In a recent reference to changes brought about by the local government reorganisation of 1974, we criticised some of the names given to the new areas. Some of these name changes have made difficulties for those who follow from afar the doings of local authorities, as well as raising the ire of local people. Local names, however, are not the only casualty. The creation of new and larger governmental organisations rarely, if ever, results in economy and as anticipated, it was not long before the new local authorities were being directed to embrace financial stringency and all that it incurs. One such other casualty has been the loss of so many of the annual reports of local authority departments, very few now arriving at BFJ offices. In every case, the reason has been the same—severe restrictions on spending. Not that this was not necessary in many fields, but in respect of annual reports, we are convinced it was false economy. For so many of the reports, it was our pleasure to review them in the pages of BFJ. A prominent Labour politician was once heard to refer to them as “hard and dry reports for hard and dry officials”. It all depends probably on what you are looking for in them. Statistics there must be but most enforcement officers and public analysts, endeavour to keep these to the minimum, the general impression being that these are “dry”. If you are looking for trends, for comparison of the year under review with preceding years and then for comparing the results reported in one part of the country with another, where the population, eating habits, consumer reactions may be different, the tables of statistics are highly important.

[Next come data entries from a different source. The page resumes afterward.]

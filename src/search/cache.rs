//! Capacity-bounded LRU over query results.
//!
//! A plain map plus an access-ordered key deque. Lookup and insert both move
//! the key to the back; eviction pops the front. Capacity zero disables
//! caching entirely.

use std::collections::{HashMap, VecDeque};
use std::rc::Rc;

use crate::dataset::GlyphRecord;

#[derive(Debug)]
pub struct QueryCache {
    capacity: usize,
    entries: HashMap<String, Vec<Rc<GlyphRecord>>>,
    /// Least recently used key at the front.
    order: VecDeque<String>,
}

impl QueryCache {
    pub fn new(capacity: usize) -> Self {
        QueryCache {
            capacity,
            entries: HashMap::with_capacity(capacity),
            order: VecDeque::with_capacity(capacity),
        }
    }

    pub fn len(&self) -> usize {
        self.entries.len()
    }

    pub fn is_empty(&self) -> bool {
        self.entries.is_empty()
    }

    /// Fetch a cached result list, marking the key most recently used.
    pub fn get(&mut self, query: &str) -> Option<Vec<Rc<GlyphRecord>>> {
        let hit = self.entries.get(query)?.clone();
        self.touch(query);
        Some(hit)
    }

    /// Insert or refresh an entry, evicting the least recently used key once
    /// over capacity.
    pub fn put(&mut self, query: &str, results: Vec<Rc<GlyphRecord>>) {
        if self.capacity == 0 {
            return;
        }
        if self.entries.insert(query.to_string(), results).is_some() {
            self.touch(query);
            return;
        }
        self.order.push_back(query.to_string());
        if self.entries.len() > self.capacity {
            if let Some(evicted) = self.order.pop_front() {
                self.entries.remove(&evicted);
            }
        }
    }

    pub fn clear(&mut self) {
        self.entries.clear();
        self.order.clear();
    }

    fn touch(&mut self, query: &str) {
        if let Some(pos) = self.order.iter().position(|key| key == query) {
            if let Some(key) = self.order.remove(pos) {
                self.order.push_back(key);
            }
        }
    }
}
//! Compact on-disk dataset schema
//!
//! One JSON file per Unicode version (e.g. `16.0.json`), produced offline by
//! the dataset scraper. Keys are single letters to keep the ~150k-row payload
//! small; `scripts` and `versions` are name tables addressed by the row
//! indexes `s` and `v`.

use serde::{Deserialize, Serialize};

/// One raw glyph row: `{ c, n, k?, e?, d, s?, v?, l? }`
#[derive(Debug, Clone, PartialEq, Serialize, Deserialize)]
pub struct GlyphData {
    /// Rendered character(s); may be a multi-codepoint sequence
    pub c: String,
    /// Human-readable title-cased name
    pub n: String,
    /// Search aliases
    #[serde(default, skip_serializing_if = "Option::is_none")]
    pub k: Option<Vec<String>>,
    /// HTML named-entity aliases
    #[serde(default, skip_serializing_if = "Option::is_none")]
    pub e: Option<Vec<String>>,
    /// One Unicode scalar value per constituent codepoint
    pub d: Vec<u32>,
    /// Index into the `scripts` name table
    #[serde(default, skip_serializing_if = "Option::is_none")]
    pub s: Option<usize>,
    /// Index into the `versions` name table
    #[serde(default, skip_serializing_if = "Option::is_none")]
    pub v: Option<usize>,
    /// Chars of known ligature users; incomplete on disk, completed at load
    #[serde(default, skip_serializing_if = "Option::is_none")]
    pub l: Option<Vec<String>>,
}

/// One block row: `{ n, r: [start, end] }`, range inclusive on both ends
#[derive(Debug, Clone, PartialEq, Serialize, Deserialize)]
pub struct BlockData {
    pub n: String,
    pub r: [u32; 2],
}

/// A full versioned dataset bundle
#[derive(Debug, Clone, Default, Serialize, Deserialize)]
pub struct DatasetFile {
    pub glyphs: Vec<GlyphData>,
    pub blocks: Vec<BlockData>,
    #[serde(default)]
    pub scripts: Vec<String>,
    #[serde(default)]
    pub versions: Vec<String>,
}

impl DatasetFile {
    /// Decode a raw dataset body
    pub fn from_slice(bytes: &[u8]) -> Result<Self, serde_json::Error> {
        serde_json::from_slice(bytes)
    }
}
#[test]
fn s6_oversized_bet_is_clamped_to_max() {
    // flop_v1's no-config fallback (PFR on a dry board with no rule-tree
    // match) hands off a bare size_tag with no amount, so the service is
    // the only thing that computes and clamps the chip target here — unlike
    // preflop_v0/flop_v0, which clamp their own `amount` before returning.
    let gs = pfr_dry_flop_gs(300);
    let acts = vec![LegalAction::check(), LegalAction::bet(1, 30)];
    let mut env = SuggestEnv::default();
    env.policy_version = PolicyVersion::V1;
    let s = build_suggestion_with(&gs, 0, acts, None, &missing_root(), &env).unwrap();
    assert_eq!(s.suggested.action, "bet");
    assert_eq!(s.suggested.amount, Some(30));
    let clamp = s.rationale.iter().find(|r| r.code == "WARN_CLAMPED").expect("clamp reported");
    let data = clamp.data.as_ref().unwrap();
    assert_eq!(data["min"], 1);
    assert_eq!(data["max"], 30);
    assert_eq!(data["given"], 100);
    assert_eq!(data["chosen"], 30);
}

// ---------------------------------------------------------------------------
// Property-style invariants
// ---------------------------------------------------------------------------

#[test]
fn invariant_legality_across_fixtures() {
    let fixtures: Vec<(GameState, usize, Vec<LegalAction>)> = vec![
        (base_gs(), 0, vec![LegalAction::fold(), LegalAction::call(1), LegalAction::raise(4, 200)]),
        (base_gs(), 0, vec![LegalAction::check(), LegalAction::bet(1, 200)]),
        (base_gs(), 0, vec![LegalAction::fold(), LegalAction::check()]),
    ];
    for (gs, actor, acts) in fixtures {
        let s = build_suggestion_with(&gs, actor, acts.clone(), None, &missing_root(), &SuggestEnv::default()).unwrap();
        let legal = acts.iter().find(|a| a.action.as_str() == s.suggested.action).unwrap();
        if let Some(amount) = s.suggested.amount {
            let min = legal.min.unwrap_or(amount);
            let max = legal.max.unwrap_or(amount);
            assert!(amount >= min && amount <= max, "amount {amount} outside [{min},{max}]");
        }
    }
}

The case, briefly reported in the last issue of BFJ, an appeal to a Milk and Dairies Tribunal arising out of a local authority's refusal to grant a licence to a milk distributor because he failed to comply with a requirement that he should provide protective curtains to his milk floats, was a rare and in many ways, an interesting event. The Tribunal in this case was set up under reg. 16(2) (f), Milk (Special Designation) Regulations, 1963, constituted in accordance with Part I, clause 2 (2), Schedule 4 of the Regulations. Part II outlines procedure for such tribunals. The Tribunal is similar to that authorized by S.30, Food and Drugs Act, 1955, which deals with the registration of dairymen, dairy farms and farmers, and the Milk and Dairies (General) Regulations, 1959. Part II, Schedule 2 of the Act provided for reference to a tribunal of appeals against refusal or cancellation of registration by the Ministry, but of producers only. A local authority's power to refuse to register or cancellation contained in Part I, Schedule 2 provided for no such reference and related to instances where “public health is or is likely to be endangered by any act or default” of such a person, who was given the right of appeal against refusal to register, etc., to a magistrates' court. No such limitation exists in respect of the revoking, suspending, refusal to renew a licence under the Milk (Special Designation) Regulations, 1963; an appeal against same lies to the Minister, who must refer the matter to a tribunal, if the person so requests. This occurred in the case under discussion.